• **WHAT TO DO**
In full and without alteration, reproduce every record.

• **SUPPLIED DATA**
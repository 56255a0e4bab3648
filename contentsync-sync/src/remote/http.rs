//! HTTP content endpoint backend.
//!
//! Speaks the small JSON API of a content server:
//! - `GET  /health` -> `{"status":"ok"}`
//! - `POST /content/{menu}/{submenu}` -> `{"success":bool,"savedAt":...}`
//! - `GET  /content/{menu}/{submenu}` -> record, or 404

use super::backend::{RemoteBackend, RemoteError, RemoteResult, WriteAck};
use async_trait::async_trait;
use contentsync_types::{ContentRecord, PageId};
use reqwest::{Client, StatusCode};
use serde::{Deserialize, Serialize};
use std::time::Duration;
use tracing::debug;

/// HTTP backend configuration.
#[derive(Debug, Clone, Serialize, Deserialize)]
pub struct HttpBackendConfig {
    /// Base URL of the content endpoint (e.g. `http://localhost:3001`).
    pub base_url: String,
    /// Timeout for the health probe (ms).
    pub health_timeout_ms: u64,
    /// Timeout for record reads (ms).
    pub read_timeout_ms: u64,
    /// Timeout for record writes (ms).
    pub write_timeout_ms: u64,
}

impl Default for HttpBackendConfig {
    fn default() -> Self {
        Self {
            base_url: "http://localhost:3001".to_string(),
            health_timeout_ms: 5_000,
            read_timeout_ms: 10_000,
            write_timeout_ms: 30_000,
        }
    }
}

impl HttpBackendConfig {
    /// Default timeouts against the given base URL.
    pub fn new(base_url: impl Into<String>) -> Self {
        Self {
            base_url: base_url.into(),
            ..Default::default()
        }
    }
}

#[derive(Debug, Deserialize)]
struct HealthResponse {
    status: String,
}

/// Remote backend over HTTP/JSON.
pub struct HttpBackend {
    config: HttpBackendConfig,
    client: Client,
}

impl HttpBackend {
    /// Creates a new HTTP backend.
    pub fn new(config: HttpBackendConfig) -> RemoteResult<Self> {
        let client = Client::builder()
            .build()
            .map_err(|e| RemoteError::Transport(format!("failed to create HTTP client: {e}")))?;
        Ok(Self::with_client(config, client))
    }

    /// Creates a backend around an existing client.
    pub fn with_client(config: HttpBackendConfig, client: Client) -> Self {
        Self { config, client }
    }

    pub fn config(&self) -> &HttpBackendConfig {
        &self.config
    }

    fn base(&self) -> &str {
        self.config.base_url.trim_end_matches('/')
    }

    fn content_url(&self, page_id: &PageId) -> String {
        format!(
            "{}/content/{}/{}",
            self.base(),
            urlencoding::encode(page_id.menu()),
            urlencoding::encode(page_id.submenu())
        )
    }

    async fn status_error(response: reqwest::Response) -> RemoteError {
        let status = response.status().as_u16();
        let body = response.text().await.unwrap_or_default();
        RemoteError::Status { status, body }
    }
}

#[async_trait]
impl RemoteBackend for HttpBackend {
    fn name(&self) -> &'static str {
        "http"
    }

    async fn health_check(&self) -> RemoteResult<()> {
        let response = self
            .client
            .get(format!("{}/health", self.base()))
            .timeout(Duration::from_millis(self.config.health_timeout_ms))
            .send()
            .await?;

        if !response.status().is_success() {
            return Err(Self::status_error(response).await);
        }

        let health: HealthResponse = response
            .json()
            .await
            .map_err(|e| RemoteError::Decode(format!("failed to parse health response: {e}")))?;

        if health.status != "ok" {
            return Err(RemoteError::Unavailable(format!(
                "health status is {:?}",
                health.status
            )));
        }
        Ok(())
    }

    async fn write(&self, record: &ContentRecord) -> RemoteResult<WriteAck> {
        let url = self.content_url(&record.page_id);
        debug!("POST {}", url);

        let response = self
            .client
            .post(&url)
            .timeout(Duration::from_millis(self.config.write_timeout_ms))
            .json(record)
            .send()
            .await?;

        if !response.status().is_success() {
            return Err(Self::status_error(response).await);
        }

        let ack: WriteAck = response
            .json()
            .await
            .map_err(|e| RemoteError::Decode(format!("failed to parse write ack: {e}")))?;

        if !ack.success {
            return Err(RemoteError::Rejected(format!(
                "remote reported success=false for {}",
                record.page_id
            )));
        }
        Ok(ack)
    }

    async fn read(&self, page_id: &PageId) -> RemoteResult<Option<ContentRecord>> {
        let url = self.content_url(page_id);
        debug!("GET {}", url);

        let response = self
            .client
            .get(&url)
            .timeout(Duration::from_millis(self.config.read_timeout_ms))
            .send()
            .await?;

        if response.status() == StatusCode::NOT_FOUND {
            return Ok(None);
        }
        if !response.status().is_success() {
            return Err(Self::status_error(response).await);
        }

        let record: ContentRecord = response
            .json()
            .await
            .map_err(|e| RemoteError::Decode(format!("failed to parse content record: {e}")))?;

        if &record.page_id != page_id {
            return Err(RemoteError::Decode(format!(
                "asked for {page_id}, remote returned {}",
                record.page_id
            )));
        }
        Ok(Some(record))
    }
}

• **SOLVED EXERCISE**
repository 56255a0e4bab3648
filename contentsync-sync/src/remote/http.rs
//! HTTP content endpoint backend.
//!
//! Speaks the small JSON API of a content server:
//! - `GET  /health` -> `{"status":"ok"}`
//! - `POST /content/{menu}/{submenu}` -> `{"success":bool,"savedAt":...}`
//! - `GET  /content/{menu}/{submenu}` -> record, or 404

use super::backend::{RemoteBackend, RemoteError, RemoteResult, WriteAck};
use async_trait::async_trait;
use contentsync_types::{ContentRecord, PageId};
use reqwest::{Client, StatusCode};
use serde::{Deserialize, Serialize};
use std::time::Duration;
use tracing::debug;

/// HTTP backend configuration.
#[derive(Debug, Clone, Serialize, Deserialize)]
pub struct HttpBackendConfig {
    /// Base URL of the content endpoint (e.g. `http://localhost:3001`).
    pub base_url: String,
    /// Timeout for the health probe (ms).
    pub health_timeout_ms: u64,
    /// Timeout for record reads (ms).
    pub read_timeout_ms: u64,
    /// Timeout for record writes (ms).
    pub write_timeout_ms: u64,
}

impl Default for HttpBackendConfig {
    fn default() -> Self {
        Self {
            base_url: "http://localhost:3001".to_string(),
            health_timeout_ms: 5_000,
            read_timeout_ms: 10_000,
            write_timeout_ms: 30_000,
        }
    }
}

impl HttpBackendConfig {
    /// Default timeouts against the given base URL.
    pub fn new(base_url: impl Into<String>) -> Self {
        Self {
            base_url: base_url.into(),
            ..Default::default()
        }
    }
}

#[derive(Debug, Deserialize)]
struct HealthResponse {
    status: String,
}

/// Remote backend over HTTP/JSON.
pub struct HttpBackend {
    config: HttpBackendConfig,
    client: Client,
}

impl HttpBackend {
    /// Creates a new HTTP backend.
    pub fn new(config: HttpBackendConfig) -> RemoteResult<Self> {
        let client = Client::builder()
            .build()
            .map_err(|e| RemoteError::Transport(format!("failed to create HTTP client: {e}")))?;
        Ok(Self::with_client(config, client))
    }

    /// Creates a backend around an existing client.
    pub fn with_client(config: HttpBackendConfig, client: Client) -> Self {
        Self { config, client }
    }

    pub fn config(&self) -> &HttpBackendConfig {
        &self.config
    }

    fn base(&self) -> &str {
        self.config.base_url.trim_end_matches('/')
    }

    fn content_url(&self, page_id: &PageId) -> String {
        format!(
            "{}/content/{}/{}",
            self.base(),
            urlencoding::encode(page_id.menu()),
            urlencoding::encode(page_id.submenu())
        )
    }

    async fn status_error(response: reqwest::Response) -> RemoteError {
        let status = response.status().as_u16();
        let body = response.text().await.unwrap_or_default();
        RemoteError::Status { status, body }
    }
}

#[async_trait]
impl RemoteBackend for HttpBackend {
    fn name(&self) -> &'static str {
        "http"
    }

    async fn health_check(&self) -> RemoteResult<()> {
        let response = self
            .client
            .get(format!("{}/health", self.base()))
            .timeout(Duration::from_millis(self.config.health_timeout_ms))
            .send()
            .await?;

        if !response.status().is_success() {
            return Err(Self::status_error(response).await);
        }

        let health: HealthResponse = response
            .json()
            .await
            .map_err(|e| RemoteError::Decode(format!("failed to parse health response: {e}")))?;

        if health.status != "ok" {
            return Err(RemoteError::Unavailable(format!(
                "health status is {:?}",
                health.status
            )));
        }
        Ok(())
    }

    async fn write(&self, record: &ContentRecord) -> RemoteResult<WriteAck> {
        let url = self.content_url(&record.page_id);
        debug!("POST {}", url);

        let response = self
            .client
            .post(&url)
            .timeout(Duration::from_millis(self.config.write_timeout_ms))
            .json(record)
            .send()
            .await?;

        if !response.status().is_success() {
            return Err(Self::status_error(response).await);
        }

        let ack: WriteAck = response
            .json()
            .await
            .map_err(|e| RemoteError::Decode(format!("failed to parse write ack: {e}")))?;

        if !ack.success {
            return Err(RemoteError::Rejected(format!(
                "remote reported success=false for {}",
                record.page_id
            )));
        }
        Ok(ack)
    }

    async fn read(&self, page_id: &PageId) -> RemoteResult<Option<ContentRecord>> {
        let url = self.content_url(page_id);
        debug!("GET {}", url);

        let response = self
            .client
            .get(&url)
            .timeout(Duration::from_millis(self.config.read_timeout_ms))
            .send()
            .await?;

        if response.status() == StatusCode::NOT_FOUND {
            return Ok(None);
        }
        if !response.status().is_success() {
            return Err(Self::status_error(response).await);
        }

        let record: ContentRecord = response
            .json()
            .await
            .map_err(|e| RemoteError::Decode(format!("failed to parse content record: {e}")))?;

        if &record.page_id != page_id {
            return Err(RemoteError::Decode(format!(
                "asked for {page_id}, remote returned {}",
                record.page_id
            )));
        }
        Ok(Some(record))
    }
}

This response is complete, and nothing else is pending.